Hughlings-Jackson saw agnosia as a non-language form of aphasia.
Agnosias are usually specific for a given sensory modality and can
occur with any type of sensory stimulus. Agnosias that involve the
primary sensory modalities may represent disconnection syndromes that
disrupt communication between a specific cortical sensory area and the
language areas, causing a restricted anomia. Tactile agnosia refers to
the inability to recognize stimuli by feel, visual agnosia the
inability to recognize visually, and auditory (acoustic) agnosia the
inability to know or recognize by audition. Body-image agnosia
(autotopagnosia) is loss or impairment of the ability to name and
recognize body parts. Finger agnosia is a type of autotopagnosia
involving the fingers. Auditory agnosia is the loss of recognition of
sounds; phonagnosia is the loss of recognition of familiar voices. Time
agnosia refers to loss of time sense without disorientation in other
spheres.
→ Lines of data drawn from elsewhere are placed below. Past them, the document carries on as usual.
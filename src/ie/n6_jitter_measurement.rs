//! N6 Jitter Measurement Information Element.
//!
//! Per 3GPP TS 29.244 Section 8.2.222, contains downlink jitter measurement data.
//! Structure: flags byte + conditional DL periodicity (u32 ms) + lower jitter (i32 ms) + higher jitter (i32 ms).

use crate::error::PfcpError;
use crate::ie::{Ie, IeType};

/// N6 Jitter Measurement per 3GPP TS 29.244 Section 8.2.222.
///
/// When the DL flag is set, three measurement fields are present:
/// - DL Periodicity (milliseconds)
/// - Lower DL Jitter Measurement (signed, milliseconds)
/// - Higher DL Jitter Measurement (signed, milliseconds)
#[derive(Debug, Clone, Copy, PartialEq, Eq)]
pub struct N6JitterMeasurement {
    /// DL periodicity in milliseconds, present when DL flag is set.
    pub dl_periodicity: Option<u32>,
    /// Lower DL jitter measurement in milliseconds (signed).
    pub lower_dl_jitter: Option<i32>,
    /// Higher DL jitter measurement in milliseconds (signed).
    pub higher_dl_jitter: Option<i32>,
}

impl N6JitterMeasurement {
    /// Create with DL measurements.
    pub fn new(dl_periodicity: u32, lower_dl_jitter: i32, higher_dl_jitter: i32) -> Self {
        Self {
            dl_periodicity: Some(dl_periodicity),
            lower_dl_jitter: Some(lower_dl_jitter),
            higher_dl_jitter: Some(higher_dl_jitter),
        }
    }

    /// Create with no DL measurements (DL flag not set).
    pub fn empty() -> Self {
        Self {
            dl_periodicity: None,
            lower_dl_jitter: None,
            higher_dl_jitter: None,
        }
    }

    pub fn marshal(&self) -> Vec<u8> {
        let mut data = Vec::new();
        if let (Some(periodicity), Some(lower), Some(higher)) = (
            self.dl_periodicity,
            self.lower_dl_jitter,
            self.higher_dl_jitter,
        ) {
            data.push(0x01); // DL flag
            data.extend_from_slice(&periodicity.to_be_bytes());
            data.extend_from_slice(&lower.to_be_bytes());
            data.extend_from_slice(&higher.to_be_bytes());
        } else {
            data.push(0x00); // No DL flag
        }
        data
    }

    pub fn unmarshal(data: &[u8]) -> Result<Self, PfcpError> {
        if data.is_empty() {
            return Err(PfcpError::invalid_length(
                "N6 Jitter Measurement",
                IeType::N6JitterMeasurement,
                1,
                0,
            ));
        }

        let flags = data[0];
        if flags & 0x01 != 0 {
            // DL flag set - need 1 + 4 + 4 + 4 = 13 bytes
            if data.len() < 13 {
                return Err(PfcpError::invalid_length(
                    "N6 Jitter Measurement",
                    IeType::N6JitterMeasurement,
                    13,
                    data.len(),
                ));
            }
            let dl_periodicity = u32::from_be_bytes(data[1..5].try_into().unwrap());
            let lower_dl_jitter = i32::from_be_bytes(data[5..9].try_into().unwrap());
            let higher_dl_jitter = i32::from_be_bytes(data[9..13].try_into().unwrap());
            Ok(Self {
                dl_periodicity: Some(dl_periodicity),
                lower_dl_jitter: Some(lower_dl_jitter),
                higher_dl_jitter: Some(higher_dl_jitter),
            })
        } else {
            Ok(Self::empty())
        }
    }

    pub fn to_ie(&self) -> Ie {
        Ie::new(IeType::N6JitterMeasurement, self.marshal())
    }
}

#[cfg(test)]
mod tests {
    use super::*;

    #[test]
    fn test_marshal_unmarshal_with_dl() {
        let jitter = N6JitterMeasurement::new(1000, -50, 100);
        let parsed = N6JitterMeasurement::unmarshal(&jitter.marshal()).unwrap();
        assert_eq!(parsed, jitter);
    }

    #[test]
    fn test_marshal_unmarshal_empty() {
        let jitter = N6JitterMeasurement::empty();
        let parsed = N6JitterMeasurement::unmarshal(&jitter.marshal()).unwrap();
        assert_eq!(parsed, jitter);
    }

    #[test]
    fn test_marshal_dl_flag_set() {
        let jitter = N6JitterMeasurement::new(500, -10, 20);
        let data = jitter.marshal();
        assert_eq!(data[0] & 0x01, 0x01);
        assert_eq!(data.len(), 13);
    }

    #[test]
    fn test_marshal_no_dl_flag() {
        let jitter = N6JitterMeasurement::empty();
        let data = jitter.marshal();
        assert_eq!(data[0], 0x00);
        assert_eq!(data.len(), 1);
    }

    #[test]
    fn test_negative_jitter_values() {
        let jitter = N6JitterMeasurement::new(2000, -1000, -500);
        let parsed = N6JitterMeasurement::unmarshal(&jitter.marshal()).unwrap();
        assert_eq!(parsed.lower_dl_jitter, Some(-1000));
        assert_eq!(parsed.higher_dl_jitter, Some(-500));
    }

    #[test]
    fn test_unmarshal_empty() {
        assert!(matches!(
            N6JitterMeasurement::unmarshal(&[]),
            Err(PfcpError::InvalidLength { .. })
        ));
    }

    #[test]
    fn test_unmarshal_short_with_dl_flag() {
        assert!(matches!(
            N6JitterMeasurement::unmarshal(&[0x01, 0x00]),
            Err(PfcpError::InvalidLength { .. })
        ));
    }

    #[test]
    fn test_to_ie() {
        assert_eq!(
            N6JitterMeasurement::new(100, 0, 0).to_ie().ie_type,
            IeType::N6JitterMeasurement
        );
    }
}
Visuospatial agnosia is loss or impairment in the ability to
judge direction, distance, and motion and to understand three
dimensional spatial relationships. Because of the impaired spatial
judgment and visual disorientation, the patient cannot find his way in
familiar surroundings. Multimodal agnosias may occur with dysfunction
of the association areas in the parietal and temporal lobes that
assimilate sensory information from more than one domain.
Astereognosis (stereoanesthesia) is loss of the ability
to recognize and identify an object by touch despite intact primary
sensory modalities. There is no loss of perceptual ability. The patient
can feel the object, sensing its dimensions, texture, and other
relevant information. However, he is unable to synthesize this
information and correlate it with past experience and stored
information about similar objects in order to recognize and identify
it. Stereognosis is tested by asking the patient to identify, with eyes
closed, common objects placed into their hand (coin, key, button,
safety pin, paper clip). The most convincing deficit is when the
patient is able to identify with the other hand an object they were
unable to identify with the tested hand. When primary sensory
modalities in the hand are impaired, as by radiculopathy or neuropathy,
failure to identify an object by touch is not astereognosis.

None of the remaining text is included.